Claro que no todo es color de rosa. Los entrevistados parecen coincidir también en que, últimamente, la inseguridad suele jugar en contra de los pasajes más tradicionales. Llauró comentó que, “sobre todo en el Centro, la falta de movimiento propia de los días y horarios no laborales, hace que el público dispuesto a vivir en los pasajes de la zona disminuya”.

Ni más ni menos en lo que hace a costos, en la mayoría de los casos y en promedio, los valores de las propiedades en pasajes no difieren sustancialmente de los de propiedades ubicadas en otras arterias de la misma zona, sobre todo en paisajes ajenos al centro de la ciudad y en construcciones sin la alcurnia de los clásicos pasajes al estilo europeo.

El pasaje Túnez, cercano a Libertador y Monroe, asocia la tan mencionada tranquilidad con excelentes accesos. Tal vez por eso ha concitado el interés de distintas empresas. Allí Arquitectonika/López /Leyt/ López/Yablon encara un emprendimiento que proyecta unidades flexibles de uno y dos ambientes, con amplias terrazas parquizadas. Bajo el sistema de fideicomiso al costo, la propuesta parte de 2000 dólares el m2.
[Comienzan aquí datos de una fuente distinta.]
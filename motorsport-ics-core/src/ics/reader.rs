use std::io::BufReader;

use chrono::{DateTime, NaiveDateTime, Utc};
use ical::parser::ical::{IcalParser, component::IcalEvent};

use crate::{Error, Result};

/// A VEVENT read back from a calendar.
#[derive(Debug, Clone, PartialEq)]
pub struct ParsedEvent {
    pub uid: String,
    pub summary: String,
    pub start: DateTime<Utc>,
    pub end: DateTime<Utc>,
    pub location: Option<String>,
    pub categories: Option<String>,
    pub url: Option<String>,
}

/// Calendar-level properties plus its events.
#[derive(Debug, Clone, PartialEq)]
pub struct ParsedCalendar {
    pub name: Option<String>,
    pub timezone: Option<String>,
    pub events: Vec<ParsedEvent>,
}

/// Parse iCalendar text produced by [`super::CalendarSerializer::render`].
pub fn parse_calendar(ics: &str) -> Result<ParsedCalendar> {
    let mut parser = IcalParser::new(BufReader::new(ics.as_bytes()));
    let calendar = parser
        .next()
        .ok_or_else(|| Error::IcsGeneration("no VCALENDAR found".to_string()))?
        .map_err(|err| Error::IcsGeneration(format!("calendar parse failed: {}", err)))?;

    let calendar_property = |name: &str| {
        calendar
            .properties
            .iter()
            .find(|prop| prop.name.eq_ignore_ascii_case(name))
            .and_then(|prop| prop.value.clone())
    };

    let events = calendar
        .events
        .iter()
        .map(parse_event)
        .collect::<Result<Vec<_>>>()?;

    Ok(ParsedCalendar {
        name: calendar_property("X-WR-CALNAME").map(|v| unescape_text(&v)),
        timezone: calendar_property("X-WR-TIMEZONE"),
        events,
    })
}

fn parse_event(event: &IcalEvent) -> Result<ParsedEvent> {
    let required = |name: &str| {
        event_property(event, name)
            .ok_or_else(|| Error::IcsGeneration(format!("VEVENT without {}", name)))
    };

    Ok(ParsedEvent {
        uid: required("UID")?.to_string(),
        summary: unescape_text(required("SUMMARY")?),
        start: parse_utc(required("DTSTART")?)?,
        end: parse_utc(required("DTEND")?)?,
        location: event_property(event, "LOCATION").map(unescape_text),
        categories: event_property(event, "CATEGORIES").map(unescape_text),
        url: event_property(event, "URL").map(str::to_string),
    })
}

fn event_property<'a>(event: &'a IcalEvent, name: &str) -> Option<&'a str> {
    event
        .properties
        .iter()
        .find(|prop| prop.name.eq_ignore_ascii_case(name))
        .and_then(|prop| prop.value.as_deref())
}

fn parse_utc(value: &str) -> Result<DateTime<Utc>> {
    Ok(NaiveDateTime::parse_from_str(value, "%Y%m%dT%H%M%SZ")?.and_utc())
}

/// Inverse of [`super::escape_text`].
pub fn unescape_text(text: &str) -> String {
    let mut out = String::with_capacity(text.len());
    let mut chars = text.chars();
    while let Some(c) = chars.next() {
        if c != '\\' {
            out.push(c);
            continue;
        }
        match chars.next() {
            Some('n') | Some('N') => out.push('\n'),
            Some(other) => out.push(other),
            None => out.push('\\'),
        }
    }
    out
}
Por su parte, Migliorisi es responsable de la venta de PH de 4 ambientes, vecinos al Parque Centenario, en el pasaje Portugal donde el m2 cotiza entre 1800 y 2000 dólares. Tanto en los alrededores del Obelisco como en lo que fueron las orillas de esta capital, ayer y hoy los pasajes avanzan hacia eso que Borges, gran caminante y conocedor de la ciudad, definió como el “centro secreto de las manzanas”. De esa manera incitan a desentrañar los misterios que hacen a su identidad, a descubrirle antiguos y nuevos encantos.

En Palermo es más difícil encontrar sobre los pasajes propiedades a estrenar, Shenk comercializa, en el pasaje Soria, una casa antigua en excelente estado. Son 230 m2 y se cotizan en alrededor de 500.000 dólares para la venta y 14.000 dólares mensuales de alquiler.